-------- GIVEN DATA --------

use std::convert::TryFrom;
use std::io::ErrorKind;

use crate::error::{Result, StreamError};

/// Number of bytes requested per call by the drain loops
/// ([`ByteStream::get_contents`] and [`copy`]).
pub const DEFAULT_CHUNK_SIZE: usize = 8192;

/// Reference point of a [`ByteStream::seek`] offset.
#[derive(Debug, Clone, Copy, PartialEq, Eq)]
pub enum Whence {
    Start,
    Current,
    End,
}

impl TryFrom<i32> for Whence {
    type Error = StreamError;

    /// Accepts the C `SEEK_SET`, `SEEK_CUR` and `SEEK_END` codes.
    fn try_from(value: i32) -> Result<Self> {
        match value {
            0 => Ok(Whence::Start),
            1 => Ok(Whence::Current),
            2 => Ok(Whence::End),
            _ => Err(StreamError::invalid(format!("invalid whence {}", value))),
        }
    }
}

/// Capability-tagged sequential container of bytes.
///
/// Each capability (readable, writable, seekable) may independently be
/// missing; operations against a missing capability fail with
/// [`StreamError::NotReadable`], [`StreamError::NotWritable`] or
/// [`StreamError::NotSeekable`] instead of silently doing nothing. Once a
/// stream is closed (or detached) every operation fails with
/// [`StreamError::Detached`].
///
/// Decorators implement this trait themselves, so they can wrap each other.
pub trait ByteStream {
    fn is_readable(&self) -> bool;
    fn is_writable(&self) -> bool;
    fn is_seekable(&self) -> bool;

    /// Reads up to `length` bytes. An empty result means end of stream
    /// (or `length == 0`).
    fn read(&mut self, length: usize) -> Result<Vec<u8>>;

    /// Writes `data` and returns how many bytes were actually written.
    fn write(&mut self, data: &[u8]) -> Result<usize>;

    fn seek(&mut self, offset: i64, whence: Whence) -> Result<()>;

    fn tell(&mut self) -> Result<u64>;

    fn eof(&mut self) -> Result<bool>;

    /// Total length of the stream, if it can be determined.
    fn size(&mut self) -> Result<Option<u64>>;

    /// Releases the underlying resources. Closing twice is not an error.
    fn close(&mut self) -> Result<()>;

    fn rewind(&mut self) -> Result<()> {
        self.seek(0, Whence::Start)
    }

    /// Reads everything from the current position up to the end of the stream.
    fn get_contents(&mut self) -> Result<Vec<u8>> {
        let mut contents = Vec::new();
        while !self.eof()? {
            let chunk = self.read(DEFAULT_CHUNK_SIZE)?;
            if chunk.is_empty() {
                break;
            }
            contents.extend_from_slice(&chunk);
        }
        Ok(contents)
    }

    /// Copies the whole content of `source` into this stream, see [`copy`].
    fn copy_from(&mut self, source: &mut dyn ByteStream) -> Result<u64>
    where
        Self: Sized,
    {
        copy(source, self)
    }
}

impl<S> ByteStream for Box<S>
where
    S: ByteStream + ?Sized,
{
    fn is_readable(&self) -> bool {
        (**self).is_readable()
    }

    fn is_writable(&self) -> bool {
        (**self).is_writable()
    }

    fn is_seekable(&self) -> bool {
        (**self).is_seekable()
    }

    fn read(&mut self, length: usize) -> Result<Vec<u8>> {
        (**self).read(length)
    }

    fn write(&mut self, data: &[u8]) -> Result<usize> {
        (**self).write(data)
    }

    fn seek(&mut self, offset: i64, whence: Whence) -> Result<()> {
        (**self).seek(offset, whence)
    }

    fn tell(&mut self) -> Result<u64> {
        (**self).tell()
    }

    fn eof(&mut self) -> Result<bool> {
        (**self).eof()
    }

    fn size(&mut self) -> Result<Option<u64>> {
        (**self).size()
    }

    fn close(&mut self) -> Result<()> {
        (**self).close()
    }

    fn rewind(&mut self) -> Result<()> {
        (**self).rewind()
    }

    fn get_contents(&mut self) -> Result<Vec<u8>> {
        (**self).get_contents()
    }
}

/// Streams which can hand their underlying storage back to the caller.
pub trait Detach {
    type Handle;

    /// Releases the underlying handle without closing it. The stream is
    /// unusable afterwards; `None` means it was already closed or detached.
    fn detach(&mut self) -> Result<Option<Self::Handle>>;
}

/// Copies the whole content of `source` into `target`.
///
/// A seekable source is rewound first and put back to its previous position
/// afterwards; a forward-only source is copied from wherever it currently is.
/// Returns the number of bytes written into `target`.
pub fn copy(source: &mut dyn ByteStream, target: &mut dyn ByteStream) -> Result<u64> {
    if !source.is_readable() {
        return Err(StreamError::NotReadable);
    }
    if !target.is_writable() {
        return Err(StreamError::NotWritable);
    }

    let position = if source.is_seekable() {
        let position = source.tell()?;
        source.rewind()?;
        Some(position)
    } else {
        None
    };

    let mut copied = 0;
    while !source.eof()? {
        let chunk = source.read(DEFAULT_CHUNK_SIZE)?;
        if chunk.is_empty() {
            break;
        }
        write_all(target, &chunk)?;
        copied += chunk.len() as u64;
    }

    if let Some(position) = position {
        source.seek(to_offset(position)?, Whence::Start)?;
    }
    log::trace!("copied {} bytes between streams", copied);
    Ok(copied)
}

pub(crate) fn write_all(target: &mut dyn ByteStream, mut data: &[u8]) -> Result<()> {
    while !data.is_empty() {
        let written = target.write(data)?;
        if written == 0 {
            return Err(
                std::io::Error::new(ErrorKind::WriteZero, "failed to write whole buffer").into(),
            );
        }
        data = &data[written..];
    }
    Ok(())
}

/// Resolves `offset` relative to `base` into an absolute position.
pub(crate) fn resolve(base: u64, offset: i64) -> Result<u64> {
    let target = i128::from(base) + i128::from(offset);
    if target < 0 {
        return Err(StreamError::invalid(format!(
            "cannot seek to negative position {}",
            target
        )));
    }
    u64::try_from(target).map_err(|_| StreamError::invalid("seek position out of range"))
}

pub(crate) fn to_offset(position: u64) -> Result<i64> {
    i64::try_from(position).map_err(|_| StreamError::invalid("seek position out of range"))
}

--------

> _WORK INSTRUCTION_:
Your answer should be a single number: the count of lines in the material above that contain "type".

> _RESPONSE FOR THIS EXERCISE_:
2